Well, hope this works out for all involved.

Nothing clears your thinking for future bids than shorting yourself on a job. It's like horseradish for the mind.


----------



## NYgutterguy (Mar 3, 2014)

meet him halfway if hes good and continue to have a good relationship with him .I'd personally never admit that i screwed up bad enough where i had to ask for more money. If its my mistake i deserve a few days of misery and hopefully ill learn a lesson..If the building changed after i bid the job then that would be a different story. Have shown up to jobs where things were added..Example" stone bump out was added to bottom of home all around needing the addition of 10 copper offset elbows that cost $50 each ..Plan never showed bump out


----------



## jhark123 (Aug 26, 2008)

I wouldn't give an extra penny, it is un-professional that he even asked you.


----------



## SailingandSuch (Mar 24, 2013)

"He asked for more money due to error before rock was delivered, yes?"

Yes, he had come to the job after framing to double measure and be sure he had enough material delivered. 

I just looked back at a previous job with the same sheetrock sub that was almost half the size and his price was $1500. Now we are nearly doubling the size of the job and it's only $200 more. I think it was an honest mistake and I'll meet him halfway.

I appreciate all the input gentlemen.


----------



## pinwheel (Dec 7, 2009)

mrcharles said:


> To be honest I don't think my subs would ever ask me something like this..... Some jobs are losers and some are home runs. The same goes for me. The more experienced I get the better I am at not setting myself up for a loser.



As a sub, I have never, & would never ask for the extra $700. Some of the best lessons I've learned, have been very painful. 

If I told you'd I'd do the job for $1700, I'd do the job for $1700 & take my lumps, even if it meant I took a loss on the job. I would probably tell you I F'ed up, when I handed you the bill, but I wouldn't expect you to pay me the difference.


----------



## mrcharles (Sep 27, 2011)

SailingandSuch said:


> "He asked for more money due to error before rock was delivered, yes?"
> 
> Yes, he had come to the job after framing to double measure and be sure he had enough material delivered.
> 
> ...



Sounds like a good way to conduct business.


----------



## Inner10 (Mar 12, 2009)

huggytree said:


> ive screwed up by $1,000 before.....i ate it
> 
> let him learn
> 
> ...


You aren't seeing the forest for the trees. 

Let me break it down for ya:

- Any good sub wouldn't ask for money, they would eat it.
(This shows he is unprofessional and I wouldn't want to ever deal with him again)

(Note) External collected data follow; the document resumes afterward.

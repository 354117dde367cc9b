//! API base URL type.

use std::fmt;
use std::str::FromStr;
use url::Url;

use crate::error::{Error, InvalidInputError};

/// The production JumpCloud API endpoint.
pub const DEFAULT_BASE_URL: &str = "https://console.jumpcloud.com/api";

/// A validated JumpCloud API base URL.
///
/// The URL must be HTTPS with a host, or plain HTTP to localhost. Request
/// paths are appended to it by plain concatenation.
///
/// # Example
///
/// ```
/// use jcapi::BaseUrl;
///
/// let base = BaseUrl::new("https://console.jumpcloud.com/api/").unwrap();
/// assert_eq!(base.endpoint("/systemusers"),
///            "https://console.jumpcloud.com/api/systemusers");
/// ```
#[derive(Clone, Debug, PartialEq, Eq, Hash)]
pub struct BaseUrl(String);

impl BaseUrl {
    /// Create a new base URL from a string, validating the format.
    ///
    /// # Errors
    ///
    /// Returns an error if the URL is not valid or doesn't meet requirements.
    pub fn new(s: impl AsRef<str>) -> Result<Self, Error> {
        let s = s.as_ref();
        let url = Url::parse(s).map_err(|e| invalid(s, &e.to_string()))?;

        let local = matches!(url.host_str(), Some("localhost" | "127.0.0.1" | "[::1]"));
        match url.scheme() {
            "https" if url.has_host() => {}
            "http" if local => {}
            _ => return Err(invalid(s, "must be an https URL (http only for localhost)")),
        }

        Ok(Self(s.trim_end_matches('/').to_string()))
    }

    /// Returns the full URL for a request path such as `/systemusers`.
    pub fn endpoint(&self, path: &str) -> String {
        format!("{}{}", self.0, path)
    }

    /// Returns the base URL as a string.
    pub fn as_str(&self) -> &str {
        &self.0
    }
}

fn invalid(value: &str, reason: &str) -> Error {
    InvalidInputError::BaseUrl {
        value: value.to_string(),
        reason: reason.to_string(),
    }
    .into()
}

impl Default for BaseUrl {
    fn default() -> Self {
        Self(DEFAULT_BASE_URL.to_string())
    }
}

impl fmt::Display for BaseUrl {
    fn fmt(&self, f: &mut fmt::Formatter<'_>) -> fmt::Result {
        f.write_str(&self.0)
    }
}

impl FromStr for BaseUrl {
    type Err = Error;

    fn from_str(s: &str) -> Result<Self, Self::Err> {
        Self::new(s)
    }
}

impl AsRef<str> for BaseUrl {
    fn as_ref(&self) -> &str {
        &self.0
    }
}

#[cfg(test)]
mod tests {
    use super::*;

    #[test]
    fn default_is_production() {
        assert_eq!(BaseUrl::default().as_str(), DEFAULT_BASE_URL);
        assert_eq!(BaseUrl::new(DEFAULT_BASE_URL).unwrap(), BaseUrl::default());
    }

    #[test]
    fn endpoint_concatenates_path() {
        let base = BaseUrl::new("https://example.com/api").unwrap();
        assert_eq!(
            base.endpoint("/commands/abc/results"),
            "https://example.com/api/commands/abc/results"
        );
    }

    #[test]
    fn trailing_slash_trimmed() {
        let base = BaseUrl::new("https://example.com/api/").unwrap();
        assert_eq!(base.as_str(), "https://example.com/api");
    }

    #[test]
    fn localhost_http_allowed() {
        assert!(BaseUrl::new("http://localhost:8080/api").is_ok());
        assert!(BaseUrl::new("http://127.0.0.1:3000").is_ok());
    }

    #[test]
    fn remote_http_rejected() {
        assert!(BaseUrl::new("http://console.jumpcloud.com/api").is_err());
    }

    #[test]
    fn invalid_relative() {
        assert!(BaseUrl::new("/api").is_err());
    }

    #[test]
    fn reason_is_reported() {
        let err = BaseUrl::new("ftp://example.com").unwrap_err();
        assert!(err.to_string().contains("must be an https URL"));
    }

    #[test]
    fn invalid_not_a_base() {
        assert!(BaseUrl::new("mailto:admin@example.com").is_err());
    }
}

- At this point the job hasn't started and the guy could walk away at any point.

- Any other company would come up with the subs latest price, as that is the actual going rate.

So we are left a semi prisoner's dilemma. 

1. If you don't pay him the $700 he will likely bail on the job and you will have to hire someone else. Net result -$700 plus finding a replacement.

2. If you give him the $700 you are out -$700 but still on schedule.

3. If you meet him in the middle, you are out a few hundred bucks.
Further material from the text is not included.